Her conclusion is only reinforced when the line in her room rings about ten minutes after Angie bids her goodnight from her bedroom door.
"Hello, Peggy Carter speaking," she answers smartly, smiling affectionately when muffled giggles trickle through the receiver from Angie's side.
"Miss Carter, do you know what a will is?"
Angie tries to pass off her voice as a man's, pitching it down and adding a resonant bellow, but it's definitely Angie, and Peggy is too endeared by her roommate's puckish nature not to play along.
"No, sir," she replies with just a touch of the impish dramatic, enough to make Angie nearly break character, "What is a will?"

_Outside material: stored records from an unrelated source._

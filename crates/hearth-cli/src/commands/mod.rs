pub mod completions;
pub mod deploy;
pub mod log_config;
pub mod man_pages;
pub mod resolve;
pub mod start;

use indicatif::{ProgressBar, ProgressStyle};
use std::time::Duration;

pub const EXIT_SUCCESS: u8 = 0;
pub const EXIT_FAILURE: u8 = 1;
pub const EXIT_BOOTSTRAP_ERROR: u8 = 2;
pub const EXIT_CONFIG_ERROR: u8 = 3;

pub fn json_pretty(value: &impl serde::Serialize) -> Result<String, String> {
    serde_json::to_string_pretty(value).map_err(|e| format!("JSON serialization failed: {e}"))
}

fn plain_style() -> ProgressStyle {
    ProgressStyle::with_template("{msg}").unwrap_or_else(|_| ProgressStyle::default_spinner())
}

pub fn spinner(msg: &str) -> ProgressBar {
    let pb = ProgressBar::new_spinner();
    let style = ProgressStyle::with_template("{spinner:.cyan} {msg}")
        .unwrap_or_else(|_| ProgressStyle::default_spinner())
        .tick_strings(&["⠋", "⠙", "⠹", "⠸", "⠼", "⠴", "⠦", "⠧", "⠇", "⠏"]);
    pb.set_style(style);
    pb.set_message(msg.to_owned());
    pb.enable_steady_tick(Duration::from_millis(80));
    pb
}

pub fn spin_ok(pb: &ProgressBar, msg: &str) {
    pb.set_style(plain_style());
    pb.finish_with_message(format!("✓ {msg}"));
}

pub fn spin_fail(pb: &ProgressBar, msg: &str) {
    pb.set_style(plain_style());
    pb.finish_with_message(format!("✗ {msg}"));
}

pub fn colorize_state(state: &str) -> String {
    use console::Style;
    match state {
        "running" => Style::new().cyan().bold().apply_to(state).to_string(),
        "stopped" => Style::new().dim().apply_to(state).to_string(),
        "uninitialized" | "starting" => Style::new().yellow().apply_to(state).to_string(),
        "url" => Style::new().magenta().apply_to(state).to_string(),
        "filesystem" => Style::new().green().apply_to(state).to_string(),
        "bundled" => Style::new().blue().apply_to(state).to_string(),
        other => other.to_owned(),
    }
}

Angie has to take a moment to quiet her giggles before eking out, "A dead giveaway!"
Peggy chuckles, though it's more at Angie's unabashed laughter from the other end of the line than it is at the joke she's heard more time than is necessary.
"I'm sorry, English, I just had to see what you'd do!" Angie gasps out brightly around her laughter, shuffling about on her bed loud enough that Peggy can imagine the picture she must make - flopped childishly on her stomach, one foot kicked up to swing in the air.
"It's perfectly alright, Angie," Peggy replies, cradling the phone against her ear as she leans back in her desk chair, "I'd nearly be disappointed if you didn't try it at least once."
"Hey now!" Angie chastises, but Peggy can hear the smile in her voice, and she laughs indulgently at the chance to tease Angie like this.
"Go to bed," Peggy orders in the middle of her chuckling, leaning forward to focus on the paperwork Angie interrupted. "You know what they say - tired actresses never make it to Broadway."
"Spoil sport," Angie gripes, blowing a raspberry through the phone before hanging up on her side, and Peggy laughs deep and loud as she hangs up her phone, her lips quirking into a smirk for the rest of the night when she manages to catch the impossibly faint sound of Angie's snuffling snores.
-
It takes weeks before the novelty wears off, but Peggy enjoys those pranks calls more than she's willing to admit.
2. When the phone rings in Angie's room, it takes a moment for the heavy fog of sleep to clear enough for her to recognize what it is she's hearing. It takes another moment for her to question whether or not she actually heard anything in the first place, but when the phone rings again, she slaps a boneless arm over the receiver and drags it towards her face.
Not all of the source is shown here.